Eu não acrescentaria nada de diferente ao que outras pessoas já haviam dito sobre a Ucrânia. De certa forma, penso que é mais importante que as pessoas conheçam a história e tomem as suas decisões”, acrescentou o ex-conselheiro da Casa Branca.

No livro "The Room Where It Happened”, Bolton destaca ainda o papel de Jared Kushner, genro e assessor de Trump. A El País, Bolton considera Kushner o mais influente nas decisões políticas de Trump.
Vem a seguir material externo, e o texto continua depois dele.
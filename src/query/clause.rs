//! Clause descriptors accumulated by [`Query`](super::Query).
//!
//! Descriptors are plain values: once pushed onto a query they are never
//! mutated, and each one knows the runtime values it contributes as bindings.

use super::Query;
use crate::error::LucidError;
use sea_query::{Order, Value};
use std::fmt;
use std::str::FromStr;

/// Boolean connector between a clause and the one before it
#[derive(Debug, Clone, Copy, PartialEq, Eq)]
pub enum Connector {
    And,
    Or,
}

impl Connector {
    pub fn as_sql(self) -> &'static str {
        match self {
            Connector::And => "AND",
            Connector::Or => "OR",
        }
    }
}

/// Comparison operator
///
/// `Op::from_str` accepts the SQL spellings (`=`, `!=`, `<>`, `<`, `<=`, `>`,
/// `>=`, `like`, `not like`), case-insensitively.
#[derive(Debug, Clone, Copy, PartialEq, Eq)]
pub enum Op {
    Eq,
    Ne,
    Lt,
    Lte,
    Gt,
    Gte,
    Like,
    NotLike,
}

impl Op {
    pub fn as_sql(self) -> &'static str {
        match self {
            Op::Eq => "=",
            Op::Ne => "!=",
            Op::Lt => "<",
            Op::Lte => "<=",
            Op::Gt => ">",
            Op::Gte => ">=",
            Op::Like => "LIKE",
            Op::NotLike => "NOT LIKE",
        }
    }
}

impl fmt::Display for Op {
    fn fmt(&self, f: &mut fmt::Formatter<'_>) -> fmt::Result {
        f.write_str(self.as_sql())
    }
}

impl FromStr for Op {
    type Err = LucidError;

    fn from_str(s: &str) -> Result<Self, Self::Err> {
        let op = match s.trim().to_ascii_lowercase().as_str() {
            "=" | "==" => Op::Eq,
            "!=" | "<>" => Op::Ne,
            "<" => Op::Lt,
            "<=" => Op::Lte,
            ">" => Op::Gt,
            ">=" => Op::Gte,
            "like" => Op::Like,
            "not like" => Op::NotLike,
            other => {
                return Err(LucidError::InvalidArgument(format!(
                    "unknown comparison operator `{other}`"
                )))
            }
        };
        Ok(op)
    }
}

/// SQL function wrapped around a column by the date helpers
#[derive(Debug, Clone, Copy, PartialEq, Eq)]
pub enum DateFn {
    Date,
    Year,
    Month,
    Day,
    Time,
    DayOfWeek,
}

impl DateFn {
    pub fn as_sql(self) -> &'static str {
        match self {
            DateFn::Date => "DATE",
            DateFn::Year => "YEAR",
            DateFn::Month => "MONTH",
            DateFn::Day => "DAY",
            DateFn::Time => "TIME",
            DateFn::DayOfWeek => "DAYOFWEEK",
        }
    }
}

/// One WHERE/HAVING fragment
#[derive(Debug, Clone)]
pub enum Condition {
    /// `col op ?`
    Compare { column: String, op: Op, value: Value },
    /// `left op right`, both identifiers
    CompareColumn { left: String, op: Op, right: String },
    /// `col op (subquery)`
    CompareSubquery {
        column: String,
        op: Op,
        query: Box<Query>,
    },
    /// Parenthesized sub-clause
    Group { clauses: Vec<Clause>, negated: bool },
    /// `col [NOT] IN (?, ...)`
    In {
        column: String,
        values: Vec<Value>,
        negated: bool,
    },
    /// `col [NOT] IN (subquery)`
    InSubquery {
        column: String,
        query: Box<Query>,
        negated: bool,
    },
    /// `[NOT] EXISTS (subquery)`
    Exists { query: Box<Query>, negated: bool },
    /// `col IS [NOT] NULL`
    Null { column: String, negated: bool },
    /// `col IS TRUE` / `col IS FALSE`
    Boolean { column: String, value: bool },
    /// `col [NOT] BETWEEN ? AND ?`
    Between {
        column: String,
        low: Value,
        high: Value,
        negated: bool,
    },
    /// `FN(col) op ?`
    DatePart {
        func: DateFn,
        column: String,
        op: Op,
        value: Value,
    },
    /// Verbatim SQL with its own positional bindings
    Raw { sql: String, bindings: Vec<Value> },
    /// `MATCH(cols) AGAINST (? IN BOOLEAN MODE)`
    Search { columns: Vec<String>, term: String },
    /// `(SELECT COUNT(*) ...) op ?`
    SubqueryCount {
        query: Box<Query>,
        op: Op,
        count: i64,
    },
}

/// A condition with the connector that joins it to the previous clause
#[derive(Debug, Clone)]
pub struct Clause {
    pub connector: Connector,
    pub condition: Condition,
}

impl Clause {
    pub fn and(condition: Condition) -> Self {
        Self {
            connector: Connector::And,
            condition,
        }
    }

    pub fn or(condition: Condition) -> Self {
        Self {
            connector: Connector::Or,
            condition,
        }
    }
}

#[derive(Debug, Clone, Copy, PartialEq, Eq)]
pub enum JoinKind {
    Inner,
    Left,
    Right,
}

impl JoinKind {
    pub fn as_sql(self) -> &'static str {
        match self {
            JoinKind::Inner => "INNER JOIN",
            JoinKind::Left => "LEFT JOIN",
            JoinKind::Right => "RIGHT JOIN",
        }
    }
}

/// `<kind> JOIN table ON left op right`
#[derive(Debug, Clone)]
pub struct Join {
    pub kind: JoinKind,
    pub table: String,
    pub left: String,
    pub op: Op,
    pub right: String,
}

#[derive(Debug, Clone, Copy, PartialEq, Eq)]
pub enum AggregateFn {
    Count,
    Sum,
    Avg,
    Min,
    Max,
}

impl AggregateFn {
    pub fn as_sql(self) -> &'static str {
        match self {
            AggregateFn::Count => "COUNT",
            AggregateFn::Sum => "SUM",
            AggregateFn::Avg => "AVG",
            AggregateFn::Min => "MIN",
            AggregateFn::Max => "MAX",
        }
    }
}

/// One entry of the select list
#[derive(Debug, Clone)]
pub enum SelectExpr {
    Column(String),
    Raw { sql: String, bindings: Vec<Value> },
    /// `FN(col) AS alias`, `COUNT(*)` when `column` is `None`
    Aggregate {
        func: AggregateFn,
        column: Option<String>,
        alias: String,
    },
}

#[derive(Debug, Clone)]
pub enum OrderExpr {
    Column(String, Order),
    Raw(String),
}

/// Trailing row lock
#[derive(Debug, Clone, Copy, PartialEq, Eq)]
pub enum Lock {
    ForUpdate,
    SkipLocked,
    NoWait,
    ForShare,
}

impl Lock {
    pub fn as_sql(self) -> &'static str {
        match self {
            Lock::ForUpdate => "FOR UPDATE",
            Lock::SkipLocked => "FOR UPDATE SKIP LOCKED",
            Lock::NoWait => "FOR UPDATE NOWAIT",
            Lock::ForShare => "FOR SHARE",
        }
    }
}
“Diferentes chefes de gabinete tentaram colocar Jared e Ivanka [filha de Trump e esposa de Kushner] na estrutura organizacional normal da Casa Branca e falharam. Um dia, Pompeo [secretário de Estado] disse-me: “No segundo mandato, este poderia ser apenas o espetáculo de Donald, Jared e Ivanka”. E é muito difícil para as outras pessoas discutirem algo com o presidente quando o seu genro lhe diz exatamente o contrário. É um problema ter familiares tão próximos do presidente sem experiência nos assuntos em que se envolvem”, revelou Bolton.
“Percebemos tarde que a China é uma ameaça”
John Bolton considera que a relação dos EUA com a China “é a questão existencial do século XXI”. “De certa forma, todos nós percebemos tarde que a China é uma ameaça, na maneira como organiza a sua sociedade, como joga com diferentes regras na economia internacional, a sua crescente ameaça militar, o perigo representado por empresas tecnológicas como Huawei ou ZTE”, afirmou o ex-conselheiro.

“Durante três anos, Trump tratou de negociar um acordo comercial. Agora, com o novo coronavírus, o seu discurso é mais firme, mas não sei se há uma mudança de estratégia”, disse Bolton, considerando que se Trump vencer as eleições presidenciais a 3 de novembro, “poderá pedir para regressar à mesa de negociações no dia seguinte”.

“Houve uma mudança de opinião pública norte-americana sobre a China. Nos últimos 30 a 40 anos, desenvolvemos uma política baseada em premissas que se revelaram incorretas, de modo que necessitamos de políticas novas, que estão a ser discutidas agora. Mas isso não significa que Trump esteja totalmente envolvido no que o seu Governo faz sobre esse assunto”, acrescentou Bolton.

O ex-conselheiro da Segurança Nacional admite que pensou várias vezes na demissão e teve “a carta preparada durante meses”. Em setembro de 2019, Bolton entregou mesmo essa carta, apesar de o presidente norte-americano ter anunciado a sua demissão na sua conta do Twitter.

“Perguntaram-me muitas vezes porque não me despedi antes, mas outros acreditam que eu tinha o dever de ficar. Posso dizer que estás ali para contribuir para os interesses dos EUA na segurança nacional e ficas reticente em demitir-te, embora a um determinado momento deves tomar a decisão de te demitires porque já não és mais eficaz”, disse Bolton.

O ex-conselheiro admite ter cometido muitos erros durante o seu percurso na Casa Branca, mas considera que “a maior autocrítica é não ter sido eficaz ao impedir Trump de fazer coisas que, em última análise, não beneficiavam a segurança nacional, como as negociações com Kim Jong-un”.

“Na melhor das hipóteses, foi uma perda de tempo e no pior cenário, deram à Coreia do Norte mais dois anos para avançar com os seus mísseis e programas nucleares”, concluiu Bolton.